Opinião

Se for para fazer, fazemos já!

À excepção deste último ano, os últimos 6 anos da minha vida foram surpreendentemente reveladores da capacidade transformadora que há em incluir determinação, diversidade e novidade no nosso dia-a-dia. Em 2015 aventurei-me com a “minha” Catarina numa viagem de 3 meses que se revelou profundamente transformadora. A duração foi suficiente para abrandar, desligar das estruturas de pensamento cíclicas e recorrentes do meu quotidiano – a repetição estagna o intelecto – e, passar a fazer reflexões e descobertas, não só do mundo que se desenrolava à minha frente, como sobre mim mesmo.

De forma totalmente não intencional, fui parar a um processo que deve ser semelhante ao enlightenment do budismo. A verdade é que saí do sudeste asiático a perseguir os meus sonhos e eles lá se foram realizando.

Decidir partir e viajar durante uns meses, abandonando a nossa vida, é algo que exigiu alguma determinação. Não foi um período excessivamente longo, mas sabia que iria provocar uma disrupção nas nossas actividades profissionais. Pode-se dizer que há alguma coragem envolvida e que foi necessário ser um pouco impulsivo. Quando eu e a Catarina percebemos que queríamos mesmo fazer essa viagem, também percebemos que teríamos que dar um passo simbólico que seria comprar os bilhetes de avião: ida para Xangai e volta a partir de Banguecoque. Entre uma cidade e outra lá nos arranjaríamos e seria onde a experiência nos iria acontecer. Este impulso, esta maneira de fazer coisas de forma decidida, foi só a primeira das muitas aprendizagens.

Ora, achei que este preâmbulo faz sentido por causa daquilo que me inspira para escrever hoje. Na impossibilidade de continuar com o estilo de vida pré-pandemia, vivo os últimos meses numa autêntica luta para não reentrar no dia-a-dia repetitivo – criando canções e alimentando projectos que teimavam em permanecer na gaveta: aqueles projectos que só estavam à espera da “altura ideal”.

Embora todos saibamos que não há alturas certas para nada, muitos padecemos do mesmo mal. Por vezes confunde-se com procrastinação, mas acho que se trata de uma forma requintada de perfeccionismo: “Marcamos para depois, quando estiver bom tempo…”, ou “quando pudermos estar todos”. É fácil cair na ideia do “temos que combinar um jantar” e nunca mais nos lembrarmos… até perdermos o contexto e toda a experiência, ou eventualmente… ser tarde demais.
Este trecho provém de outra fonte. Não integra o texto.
//! In-memory page: the named regions controllers render into.
//!
//! Each region holds markup plus the two display flags the AI panels
//! toggle on. Blocking alerts and navigations are recorded on the page so
//! the caller (CLI or test) can act on them.

use std::path::Path;
use std::sync::{Arc, Mutex, MutexGuard};

use crate::render::{html_escape, render_ai_panel};

pub const INFO: &str = "info-container";
pub const HEAD: &str = "head-container";
pub const MISSING: &str = "missing-container";
pub const STATS: &str = "stats-container";
pub const VIZ: &str = "viz-container";
pub const AI_CONTENT: &str = "ai-content";
pub const AI_LOADING: &str = "ai-loading";
pub const AI_MISSING: &str = "ai-missing";
pub const AI_STATS: &str = "ai-stats";
pub const LOADER: &str = "loader";
pub const ERROR_MESSAGE: &str = "error-message";

/// Regions of the results page, in display order.
pub const DASHBOARD_LAYOUT: &[(&str, bool)] = &[
    (INFO, true),
    (HEAD, true),
    (MISSING, true),
    (AI_MISSING, false),
    (STATS, true),
    (AI_STATS, false),
    (VIZ, true),
    (AI_LOADING, false),
    (AI_CONTENT, true),
];

/// Regions of the upload page.
pub const UPLOAD_LAYOUT: &[(&str, bool)] = &[(LOADER, false), (ERROR_MESSAGE, false)];

#[derive(Debug, Clone, Default, PartialEq, Eq)]
pub struct Region {
    pub html: String,
    pub visible: bool,
    pub active: bool,
    /// Region whose markup holds this panel's element, if nested.
    pub parent: Option<String>,
}

#[derive(Debug, Clone, Default)]
pub struct Page {
    regions: Vec<(String, Region)>,
    alerts: Vec<String>,
    location: Option<String>,
}

impl Page {
    pub fn with_layout(layout: &[(&str, bool)]) -> Self {
        let mut page = Self::default();
        for (id, visible) in layout {
            page.region_mut(id).visible = *visible;
        }
        page
    }

    pub fn region(&self, id: &str) -> Option<&Region> {
        self.regions.iter().find(|(k, _)| k == id).map(|(_, r)| r)
    }

    /// Region by id, created visible and empty on first use.
    fn region_mut(&mut self, id: &str) -> &mut Region {
        let pos = match self.regions.iter().position(|(k, _)| k == id) {
            Some(pos) => pos,
            None => {
                self.regions.push((
                    id.to_string(),
                    Region {
                        visible: true,
                        ..Region::default()
                    },
                ));
                self.regions.len() - 1
            }
        };
        &mut self.regions[pos].1
    }

    pub fn alerts(&self) -> &[String] {
        &self.alerts
    }

    pub fn location(&self) -> Option<&str> {
        self.location.as_deref()
    }

    /// Standalone document with every top-level region in layout order.
    /// Nested panels are written in place inside their parent's markup.
    pub fn to_html(&self, title: &str) -> String {
        let mut body = String::new();
        for (id, region) in self.regions.iter().filter(|(_, r)| r.parent.is_none()) {
            let style = if region.visible { "" } else { r#" style="display:none""# };
            let class = if region.active { r#" class="active""# } else { "" };
            body.push_str(&format!(
                "<section id=\"{}\"{}{}>\n{}\n</section>\n",
                html_escape(id),
                class,
                style,
                self.with_panels(id, &region.html)
            ));
        }
        format!(
            "<!DOCTYPE html>\n<html lang=\"en\">\n<head>\n<meta charset=\"UTF-8\">\n<title>{}</title>\n</head>\n<body>\n{}</body>\n</html>\n",
            html_escape(title),
            body
        )
    }

    /// Replace each empty panel element in `html` with the panel's state.
    fn with_panels(&self, parent: &str, html: &str) -> String {
        let mut out = html.to_string();
        for (id, panel) in &self.regions {
            if panel.parent.as_deref() != Some(parent) {
                continue;
            }
            out = out.replacen(
                &render_ai_panel(id, "", false, false),
                &render_ai_panel(id, &panel.html, panel.visible, panel.active),
                1,
            );
        }
        out
    }
}

/// Shared handle to one page. Locks are never held across an await.
#[derive(Debug, Clone, Default)]
pub struct PageHandle {
    inner: Arc<Mutex<Page>>,
}

impl PageHandle {
    pub fn new(page: Page) -> Self {
        Self {
            inner: Arc::new(Mutex::new(page)),
        }
    }

    pub fn dashboard() -> Self {
        Self::new(Page::with_layout(DASHBOARD_LAYOUT))
    }

    pub fn upload() -> Self {
        Self::new(Page::with_layout(UPLOAD_LAYOUT))
    }

    fn lock(&self) -> MutexGuard<'_, Page> {
        self.inner.lock().unwrap_or_else(|e| e.into_inner())
    }

    /// Replace a region's markup entirely.
    pub fn set_html(&self, id: &str, html: impl Into<String>) {
        self.lock().region_mut(id).html = html.into();
    }

    /// Add a hidden, empty panel nested in `parent` if it does not exist
    /// yet.
    pub fn register_panel(&self, id: &str, parent: &str) {
        let mut page = self.lock();
        if page.region(id).is_none() {
            let panel = page.region_mut(id);
            panel.visible = false;
            panel.parent = Some(parent.to_string());
        }
    }

    pub fn html(&self, id: &str) -> Option<String> {
        self.lock().region(id).map(|r| r.html.clone())
    }

    pub fn region(&self, id: &str) -> Option<Region> {
        self.lock().region(id).cloned()
    }

    pub fn set_visible(&self, id: &str, visible: bool) {
        self.lock().region_mut(id).visible = visible;
    }

    pub fn set_active(&self, id: &str, active: bool) {
        self.lock().region_mut(id).active = active;
    }

    /// Visible and active: the panel currently shows AI content.
    pub fn is_showing_active(&self, id: &str) -> bool {
        self.lock()
            .region(id)
            .map(|r| r.visible && r.active)
            .unwrap_or(false)
    }

    /// Blocking user interruption.
    pub fn alert(&self, message: &str) {
        self.lock().alerts.push(message.to_string());
    }

    pub fn navigate(&self, location: &str) {
        self.lock().location = Some(location.to_string());
    }

    pub fn location(&self) -> Option<String> {
        self.lock().location.clone()
    }

    pub fn alerts(&self) -> Vec<String> {
        self.lock().alerts.clone()
    }

    pub fn snapshot(&self) -> Page {
        self.lock().clone()
    }

    pub async fn write_html(&self, path: impl AsRef<Path>, title: &str) -> std::io::Result<()> {
        let html = self.lock().to_html(title);
        tokio::fs::write(path, html).await
    }
}

#[cfg(test)]
mod tests {
    use super::*;

    #[test]
    fn test_layout_visibility() {
        let page = PageHandle::dashboard();
        assert!(page.region(INFO).unwrap().visible);
        assert!(!page.region(AI_STATS).unwrap().visible);
        assert_eq!(page.html(VIZ).as_deref(), Some(""));
    }

    #[test]
    fn test_set_html_replaces_content() {
        let page = PageHandle::dashboard();
        page.set_html(STATS, "<p>one</p>");
        page.set_html(STATS, "<p>two</p>");
        assert_eq!(page.html(STATS).as_deref(), Some("<p>two</p>"));
    }

    #[test]
    fn test_register_panel_is_hidden_and_idempotent() {
        let page = PageHandle::dashboard();
        page.register_panel("ai-viz-hist_Age", VIZ);
        assert!(!page.region("ai-viz-hist_Age").unwrap().visible);
        page.set_visible("ai-viz-hist_Age", true);
        page.register_panel("ai-viz-hist_Age", VIZ);
        let panel = page.region("ai-viz-hist_Age").unwrap();
        assert!(panel.visible);
        assert_eq!(panel.parent.as_deref(), Some(VIZ));
    }

    #[test]
    fn test_nested_panel_exported_inside_parent() {
        let page = PageHandle::dashboard();
        page.set_html(
            VIZ,
            format!("<div class=\"card\">{}</div>", render_ai_panel("ai-viz-x", "", false, false)),
        );
        page.register_panel("ai-viz-x", VIZ);
        page.set_visible("ai-viz-x", true);
        page.set_active("ai-viz-x", true);
        page.set_html("ai-viz-x", "<p>summary</p>");

        let html = page.snapshot().to_html("Results");

        assert_eq!(html.matches(r#"id="ai-viz-x""#).count(), 1);
        assert!(!html.contains(r#"<section id="ai-viz-x""#));
        assert!(html.contains(
            r#"<div class="card"><div id="ai-viz-x" class="ai-summary-box active"><p>summary</p></div></div>"#
        ));
    }

    #[test]
    fn test_showing_active_needs_both_flags() {
        let page = PageHandle::dashboard();
        page.set_visible(AI_MISSING, true);
        assert!(!page.is_showing_active(AI_MISSING));
        page.set_active(AI_MISSING, true);
        assert!(page.is_showing_active(AI_MISSING));
        assert!(!page.is_showing_active("no-such-region"));
    }

    #[test]
    fn test_to_html_hides_invisible_regions() {
        let page = PageHandle::dashboard();
        page.set_html(INFO, "<p>Rows</p>");
        let html = page.snapshot().to_html("Results <1>");
        assert!(html.contains("<title>Results &lt;1&gt;</title>"));
        assert!(html.contains("<section id=\"info-container\">\n<p>Rows</p>"));
        assert!(html.contains(r#"<section id="ai-stats" style="display:none">"#));
    }

    #[tokio::test]
    async fn test_write_html_to_file() {
        let dir = tempfile::tempdir().unwrap();
        let path = dir.path().join("out.html");
        let page = PageHandle::dashboard();
        page.set_html(VIZ, "<p>charts</p>");
        page.write_html(&path, "Results").await.unwrap();
        let written = std::fs::read_to_string(&path).unwrap();
        assert!(written.contains("<p>charts</p>"));
    }
}
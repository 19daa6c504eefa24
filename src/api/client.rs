use async_trait::async_trait;
use percent_encoding::{utf8_percent_encode, AsciiSet, CONTROLS};
use reqwest::multipart::{Form, Part};
use reqwest::Client;
use serde::de::DeserializeOwned;
use serde::Deserialize;
use serde_json::{json, Value};
use std::sync::Arc;
use thiserror::Error;
use url::Url;

use super::types::{
    AiRequest, FileEntry, KeyStatus, MessageResponse, Overview, StatsSnapshot, SummaryResponse,
    UploadReceipt, VisualizationSet,
};
use crate::logging::{log_request, log_response, v_str, ProfileScope};

/// Every way a single backend call can fail.
#[derive(Error, Debug, Clone, PartialEq)]
pub enum RequestError {
    #[error("network request failed: {0}")]
    Transport(String),

    /// Non-2xx response. `message` is the server's `detail` when the error
    /// body carried one, otherwise the status text.
    #[error("{message}")]
    Status {
        status: u16,
        message: String,
        detail: Option<String>,
    },

    #[error("malformed response body: {0}")]
    Parse(String),
}

impl RequestError {
    pub fn from_status(status: u16, status_text: &str, body: &[u8]) -> Self {
        let detail = error_detail(body);
        RequestError::Status {
            status,
            message: detail.clone().unwrap_or_else(|| status_text.to_string()),
            detail,
        }
    }

    pub fn status(&self) -> Option<u16> {
        match self {
            RequestError::Status { status, .. } => Some(*status),
            _ => None,
        }
    }

    pub fn is_not_found(&self) -> bool {
        self.status() == Some(404)
    }

    pub fn detail(&self) -> Option<&str> {
        match self {
            RequestError::Status { detail, .. } => detail.as_deref(),
            _ => None,
        }
    }
}

#[derive(Debug, Clone, Copy, PartialEq, Eq, Hash)]
pub enum Method {
    Get,
    Post,
}

impl Method {
    pub fn as_str(&self) -> &'static str {
        match self {
            Method::Get => "GET",
            Method::Post => "POST",
        }
    }
}

#[derive(Debug, Clone, PartialEq)]
pub struct MultipartForm {
    pub file_name: String,
    pub file_bytes: Vec<u8>,
    pub fields: Vec<(String, String)>,
}

#[derive(Debug, Clone, PartialEq)]
pub enum Body {
    Empty,
    Json(Value),
    Multipart(MultipartForm),
}

#[derive(Debug, Clone, PartialEq)]
pub struct ApiRequest {
    pub method: Method,
    pub path: String,
    pub body: Body,
}

impl ApiRequest {
    pub fn get(path: impl Into<String>) -> Self {
        Self {
            method: Method::Get,
            path: path.into(),
            body: Body::Empty,
        }
    }

    pub fn post_json(path: impl Into<String>, body: Value) -> Self {
        Self {
            method: Method::Post,
            path: path.into(),
            body: Body::Json(body),
        }
    }

    pub fn post_multipart(path: impl Into<String>, form: MultipartForm) -> Self {
        Self {
            method: Method::Post,
            path: path.into(),
            body: Body::Multipart(form),
        }
    }
}

/// Status line and undecoded body of one response.
#[derive(Debug, Clone, PartialEq)]
pub struct RawResponse {
    pub status: u16,
    pub status_text: String,
    pub body: Vec<u8>,
}

impl RawResponse {
    pub fn is_success(&self) -> bool {
        (200..300).contains(&self.status)
    }
}

/// One round trip to the backend. Implementations must not retry.
#[async_trait]
pub trait Transport: Send + Sync {
    async fn send(&self, request: &ApiRequest) -> Result<RawResponse, RequestError>;
}

/// reqwest-backed transport. No client-side timeout is configured.
///
/// Request paths resolve under the base URL, so a base with a path prefix
/// (`http://host/explorer`) keeps it.
pub struct HttpTransport {
    client: Client,
    base: Url,
}

impl HttpTransport {
    pub fn new(base: &str) -> Result<Self, url::ParseError> {
        let mut base = Url::parse(base)?;
        if !base.path().ends_with('/') {
            let path = format!("{}/", base.path());
            base.set_path(&path);
        }
        Ok(Self {
            client: Client::new(),
            base,
        })
    }

    fn url(&self, path: &str) -> Result<Url, RequestError> {
        self.base
            .join(path.trim_start_matches('/'))
            .map_err(|e| RequestError::Transport(format!("bad url {}: {}", path, e)))
    }

    fn form(multipart: &MultipartForm) -> Form {
        let file = Part::bytes(multipart.file_bytes.clone()).file_name(multipart.file_name.clone());
        multipart
            .fields
            .iter()
            .fold(Form::new().part("file", file), |form, (k, v)| {
                form.text(k.clone(), v.clone())
            })
    }
}

#[async_trait]
impl Transport for HttpTransport {
    async fn send(&self, request: &ApiRequest) -> Result<RawResponse, RequestError> {
        let url = self.url(&request.path)?;

        let builder = match request.method {
            Method::Get => self.client.get(url),
            Method::Post => self.client.post(url),
        };
        let builder = match &request.body {
            Body::Empty => builder,
            Body::Json(body) => builder.json(body),
            Body::Multipart(form) => builder.multipart(Self::form(form)),
        };

        let resp = builder
            .send()
            .await
            .map_err(|e| RequestError::Transport(e.to_string()))?;
        let status = resp.status();
        let body = resp
            .bytes()
            .await
            .map_err(|e| RequestError::Transport(format!("read body failed: {}", e)))?;

        Ok(RawResponse {
            status: status.as_u16(),
            status_text: status.canonical_reason().unwrap_or_default().to_string(),
            body: body.to_vec(),
        })
    }
}

#[derive(Deserialize)]
struct ErrorBody {
    #[serde(default)]
    detail: Option<Value>,
}

/// Server-supplied message from an error body, if any.
///
/// An absent or unparsable body yields `None`; the caller then falls back
/// to the status text.
pub fn error_detail(body: &[u8]) -> Option<String> {
    let parsed: ErrorBody = serde_json::from_slice(body).ok()?;
    match parsed.detail? {
        Value::Null => None,
        Value::String(s) if s.is_empty() => None,
        Value::String(s) => Some(s),
        other => Some(other.to_string()),
    }
}

/// Typed access to every backend endpoint over a shared transport.
#[derive(Clone)]
pub struct ApiClient {
    transport: Arc<dyn Transport>,
}

impl ApiClient {
    pub fn new(transport: Arc<dyn Transport>) -> Self {
        Self { transport }
    }

    pub fn http(base: &str) -> Result<Self, url::ParseError> {
        Ok(Self::new(Arc::new(HttpTransport::new(base)?)))
    }

    /// Perform one call and decode a 2xx body into `T`.
    pub async fn call<T: DeserializeOwned>(&self, request: ApiRequest) -> Result<T, RequestError> {
        let method = request.method.as_str();
        let _timer = ProfileScope::with_context(
            "api_call",
            &[("method", v_str(method)), ("path", v_str(&request.path))],
        );
        log_request(method, &request.path);

        let raw = self.transport.send(&request).await?;
        log_response(method, &request.path, raw.status);

        if !raw.is_success() {
            return Err(RequestError::from_status(
                raw.status,
                &raw.status_text,
                &raw.body,
            ));
        }
        serde_json::from_slice(&raw.body).map_err(|e| RequestError::Parse(e.to_string()))
    }

    pub async fn upload(
        &self,
        file_name: &str,
        file_bytes: Vec<u8>,
        session_name: &str,
    ) -> Result<UploadReceipt, RequestError> {
        let form = MultipartForm {
            file_name: file_name.to_string(),
            file_bytes,
            fields: vec![("session_name".to_string(), session_name.to_string())],
        };
        self.call(ApiRequest::post_multipart("/api/upload", form)).await
    }

    pub async fn overview(&self, session_id: &str) -> Result<Overview, RequestError> {
        self.call(ApiRequest::get(analysis_path(session_id, "overview")))
            .await
    }

    pub async fn stats(&self, session_id: &str) -> Result<StatsSnapshot, RequestError> {
        self.call(ApiRequest::get(analysis_path(session_id, "stats")))
            .await
    }

    pub async fn visualizations(&self, session_id: &str) -> Result<VisualizationSet, RequestError> {
        self.call(ApiRequest::get(analysis_path(session_id, "visualizations")))
            .await
    }

    pub async fn summarize(&self, request: &AiRequest) -> Result<SummaryResponse, RequestError> {
        let body = serde_json::to_value(request).map_err(|e| RequestError::Parse(e.to_string()))?;
        self.call(ApiRequest::post_json("/api/ai/summarize", body))
            .await
    }

    pub async fn list_files(&self) -> Result<Vec<FileEntry>, RequestError> {
        self.call(ApiRequest::get("/api/files/list")).await
    }

    pub async fn save_key(&self, provider: &str, key: &str) -> Result<MessageResponse, RequestError> {
        let body = json!({ "provider": provider, "key": key });
        self.call(ApiRequest::post_json("/api/settings/key", body))
            .await
    }

    pub async fn has_key(&self, provider: &str) -> Result<bool, RequestError> {
        let status: KeyStatus = self
            .call(ApiRequest::get(format!(
                "/api/settings/has_key/{}",
                path_segment(provider)
            )))
            .await?;
        Ok(status.exists)
    }
}

/// Bytes escaped inside a single path segment.
const SEGMENT: &AsciiSet = &CONTROLS
    .add(b' ')
    .add(b'"')
    .add(b'#')
    .add(b'%')
    .add(b'/')
    .add(b'<')
    .add(b'>')
    .add(b'?')
    .add(b'\\')
    .add(b'`')
    .add(b'{')
    .add(b'}');

fn path_segment(raw: &str) -> String {
    utf8_percent_encode(raw, SEGMENT).to_string()
}

pub fn analysis_path(session_id: &str, section: &str) -> String {
    format!("/api/analysis/{}/{}", path_segment(session_id), section)
}

#[cfg(test)]
mod tests {
    use super::*;
    use crate::api::stub::StubTransport;

    fn client(stub: &Arc<StubTransport>) -> ApiClient {
        ApiClient::new(stub.clone())
    }

    #[test]
    fn test_error_detail_extraction() {
        assert_eq!(
            error_detail(br#"{"detail": "Session not found"}"#),
            Some("Session not found".to_string())
        );
        assert_eq!(error_detail(b""), None);
        assert_eq!(error_detail(b"<html>oops</html>"), None);
        assert_eq!(error_detail(br#"{"other": 1}"#), None);
        assert_eq!(
            error_detail(br#"{"detail": [{"loc": ["body"]}]}"#),
            Some(r#"[{"loc":["body"]}]"#.to_string())
        );
    }

    #[test]
    fn test_status_error_display_falls_back_to_status_text() {
        let err = RequestError::from_status(500, "Internal Server Error", b"");
        assert_eq!(err.to_string(), "Internal Server Error");
        assert_eq!(err.detail(), None);

        let err = RequestError::from_status(400, "Bad Request", br#"{"detail": "Unsupported file format"}"#);
        assert_eq!(err.to_string(), "Unsupported file format");
        assert!(!err.is_not_found());
    }

    #[tokio::test]
    async fn test_call_decodes_success() {
        let stub = Arc::new(StubTransport::new());
        stub.respond_json(Method::Get, "/api/settings/has_key/gemini", 200, json!({"exists": true}));
        assert!(client(&stub).has_key("gemini").await.unwrap());
        assert_eq!(stub.call_count("/api/settings/has_key/gemini"), 1);
    }

    #[tokio::test]
    async fn test_call_reports_status_with_detail() {
        let stub = Arc::new(StubTransport::new());
        stub.respond_json(
            Method::Get,
            "/api/analysis/s1/stats",
            500,
            json!({"detail": "Analysis Error: bad csv"}),
        );
        let err = client(&stub).stats("s1").await.unwrap_err();
        assert_eq!(err.status(), Some(500));
        assert_eq!(err.to_string(), "Analysis Error: bad csv");
    }

    #[tokio::test]
    async fn test_call_reports_parse_failure_on_malformed_success() {
        let stub = Arc::new(StubTransport::new());
        stub.respond_raw(Method::Get, "/api/analysis/s1/overview", 200, "OK", b"not json");
        let err = client(&stub).overview("s1").await.unwrap_err();
        assert!(matches!(err, RequestError::Parse(_)));
    }

    #[tokio::test]
    async fn test_call_surfaces_transport_failure() {
        let stub = Arc::new(StubTransport::new());
        stub.fail(Method::Get, "/api/files/list", "connection refused");
        let err = client(&stub).list_files().await.unwrap_err();
        assert_eq!(
            err,
            RequestError::Transport("connection refused".to_string())
        );
    }

    #[tokio::test]
    async fn test_summarize_posts_request_body() {
        let stub = Arc::new(StubTransport::new());
        stub.respond_json(Method::Post, "/api/ai/summarize", 200, json!({"summary": "ok"}));
        let req = AiRequest {
            api_key: "k".to_string(),
            provider: "gemini".to_string(),
            prompt_type: crate::api::types::PromptType::Stats,
            context_data: json!({"Age": {"mean": 3.0}}),
        };
        let resp = client(&stub).summarize(&req).await.unwrap();
        assert_eq!(resp.summary, "ok");

        let calls = stub.calls();
        assert_eq!(calls.len(), 1);
        match &calls[0].body {
            Body::Json(body) => {
                assert_eq!(body["prompt_type"], "stats");
                assert_eq!(body["context_data"]["Age"]["mean"], 3.0);
            }
            other => panic!("unexpected body {:?}", other),
        }
    }

    #[test]
    fn test_opaque_ids_stay_in_one_segment() {
        assert_eq!(analysis_path("abc-123", "stats"), "/api/analysis/abc-123/stats");
        assert_eq!(
            analysis_path("x?y#z", "overview"),
            "/api/analysis/x%3Fy%23z/overview"
        );
        assert_eq!(analysis_path("a/b c", "stats"), "/api/analysis/a%2Fb%20c/stats");
    }

    #[test]
    fn test_http_transport_keeps_base_prefix() {
        let transport = HttpTransport::new("http://host/explorer").unwrap();
        let url = transport.url(&analysis_path("x?y#z", "overview")).unwrap();
        assert_eq!(url.path(), "/explorer/api/analysis/x%3Fy%23z/overview");
        assert_eq!(url.query(), None);
        assert_eq!(url.fragment(), None);

        let root = HttpTransport::new("http://host:8000").unwrap();
        assert_eq!(
            root.url("/api/files/list").unwrap().as_str(),
            "http://host:8000/api/files/list"
        );
    }

    #[tokio::test]
    async fn test_has_key_encodes_provider() {
        let stub = Arc::new(StubTransport::new());
        stub.respond_json(
            Method::Get,
            "/api/settings/has_key/open%20ai",
            200,
            json!({"exists": true}),
        );
        assert!(client(&stub).has_key("open ai").await.unwrap());
    }

    #[test]
    fn test_http_transport_rejects_bad_base() {
        assert!(HttpTransport::new("not a url").is_err());
    }
}
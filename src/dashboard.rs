use std::sync::Arc;

use crate::api::ApiClient;
use crate::controllers::{
    ControllerState, OverviewController, SectionController, StatsController,
    VisualizationsController,
};
use crate::logging::{log, obj, v_str, Domain, Level};
use crate::page::PageHandle;
use crate::session::SessionContext;

/// Terminal state of each section after `start`.
#[derive(Debug, Clone, PartialEq, Eq)]
pub struct DashboardReport {
    pub overview: ControllerState,
    pub stats: ControllerState,
    pub visualizations: ControllerState,
}

impl DashboardReport {
    /// Navigation demanded by a section, if any.
    pub fn redirect(&self) -> Option<&str> {
        [&self.overview, &self.stats, &self.visualizations]
            .into_iter()
            .find_map(|s| match s {
                ControllerState::Redirected(to) => Some(to.as_str()),
                _ => None,
            })
    }
}

/// Results page: three independent sections over one session context.
pub struct Dashboard {
    ctx: Arc<SessionContext>,
    overview: OverviewController,
    stats: StatsController,
    visualizations: VisualizationsController,
}

impl Dashboard {
    pub fn new(client: ApiClient, page: PageHandle, ctx: Arc<SessionContext>) -> Self {
        Self {
            overview: OverviewController::new(client.clone(), page.clone()),
            stats: StatsController::new(client.clone(), page.clone(), ctx.clone()),
            visualizations: VisualizationsController::new(client, page),
            ctx,
        }
    }

    pub fn visualizations(&self) -> &VisualizationsController {
        &self.visualizations
    }

    /// Record the session, then load all sections concurrently.
    ///
    /// No section waits on another; each renders as soon as its own
    /// response arrives and contains its own failure.
    pub async fn start(&self, session_id: &str) -> DashboardReport {
        self.ctx.record_session(session_id);
        log(
            Level::Info,
            Domain::System,
            "dashboard_start",
            obj(&[("session_id", v_str(session_id))]),
        );

        let (overview, stats, visualizations) = tokio::join!(
            self.overview.load(session_id),
            self.stats.load(session_id),
            self.visualizations.load(session_id),
        );

        log(
            Level::Info,
            Domain::System,
            "dashboard_done",
            obj(&[
                ("session_id", v_str(session_id)),
                (self.overview.name(), v_str(overview.as_str())),
                (self.stats.name(), v_str(stats.as_str())),
                (self.visualizations.name(), v_str(visualizations.as_str())),
            ]),
        );

        DashboardReport {
            overview,
            stats,
            visualizations,
        }
    }
}
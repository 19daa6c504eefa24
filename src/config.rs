/// Runtime configuration, read from the environment.
#[derive(Debug, Clone, PartialEq)]
pub struct Config {
    pub base_url: String,
    /// Summarization credential. When absent the server uses its stored key.
    pub api_key: Option<String>,
    pub provider: String,
    pub out_file: String,
}

impl Default for Config {
    fn default() -> Self {
        Self {
            base_url: "http://127.0.0.1:8000".to_string(),
            api_key: None,
            provider: "gemini".to_string(),
            out_file: "dashboard.html".to_string(),
        }
    }
}

impl Config {
    pub fn from_env() -> Self {
        let defaults = Self::default();
        Self {
            base_url: std::env::var("DATAPULSE_BASE_URL").unwrap_or(defaults.base_url),
            api_key: std::env::var("AI_API_KEY").ok().filter(|k| !k.is_empty()),
            provider: std::env::var("AI_PROVIDER").unwrap_or(defaults.provider),
            out_file: std::env::var("OUT_FILE").unwrap_or(defaults.out_file),
        }
    }
}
A Sónia Henriques escreveu aqui, recentemente, sobre esta última ideia de devermos aproveitar a presença com as pessoas que nos são queridas e, foi ela também, que me trouxe uma aprendizagem semelhante às que acontecem em viagem. Há uns dias comentávamos como seria interessante reunirmos o conjunto de “cúmplices” da Resina. Sabíamos que reunir todos seria impossível, dado que os colunistas se encontram geograficamente dispersos, inclusivamente fora de Portugal – mas rapidamente a Sónia disse algo que posso aproximar a: “Marcamos já! Vai quem puder ir… e depois marca-se outro!”.

Assim fizemos. Como prevíamos, não foram todos, mas fez-se e valeu a pena. Não há problema em não ir toda a gente. Não há problema se chover. E nem há problema se alguém desmarcar à última da hora – a vida é feita destas pequenas coisas. Estas “pequenas” determinações diárias vão reforçando as experiências que temos neste tempo finito a que temos direito. Muita da alegria que temos na nossa vida tem a ver com as expectativas que criamos e com o perfeccionismo que, ironicamente, tem muito pouco a ver com tornar as coisas perfeitas.

PS – Ontem marquei um desses jantares que há muito estava marcado no ar. Marquem aquele café 🙂

Autor

Metade músico, metade produtor, metade apaixonado por viagens, metade inquieto profissional.